::: RECORDS SUPPLIED :::

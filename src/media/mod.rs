//! Outbound video plumbing
//!
//! This module provides:
//! - `I420Frame`, the planar frame type published to tracks
//! - `VideoFrameSource` / `VideoTrack`, one pair per video topic
//! - `MediaStream`, the single stream carrying every track to peers

pub mod frame;
pub mod stream;
pub mod track;

pub use frame::I420Frame;
pub use stream::MediaStream;
pub use track::{VideoFrameSource, VideoTrack, DEFAULT_FRAME_CAPACITY};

:::

## EXERCISE DETAILS
The answer should be the exact lines running from the line containing "pub mod frame;" to the last line of the entries, with nothing else.

## TASK OUTPUT
pub mod frame;
pub mod stream;
pub mod track;

pub use frame::I420Frame;
pub use stream::MediaStream;
pub use track::{VideoFrameSource, VideoTrack, DEFAULT_FRAME_CAPACITY};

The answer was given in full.